- [DESCRIPTION OF THE TASK]:
Your task is to transcribe the entries below exactly, beginning with the line containing "pub mod event;" and ending with the final line, and to add nothing else.

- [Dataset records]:

----

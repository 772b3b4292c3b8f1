// Library crate for the game statistics service
// This file exposes the public API for the binary and integration tests

pub mod auth;
pub mod config;
pub mod core;
pub mod event;
pub mod opponents;
pub mod pagination;
pub mod routes;
pub mod shared;
pub mod stats;

// Re-export commonly used types for easier access in tests
pub use config::Settings;
pub use event::{DomainEvent, EventBus, EventError, EventHandler, EventKind};
pub use routes::build_router;
pub use shared::{AppError, AppState};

----

- [SOLUTION FOR THIS TASK]:
pub mod event;
pub mod opponents;
pub mod pagination;
pub mod routes;
pub mod shared;
pub mod stats;

// Re-export commonly used types for easier access in tests
pub use config::Settings;
pub use event::{DomainEvent, EventBus, EventError, EventHandler, EventKind};
pub use routes::build_router;
pub use shared::{AppError, AppState};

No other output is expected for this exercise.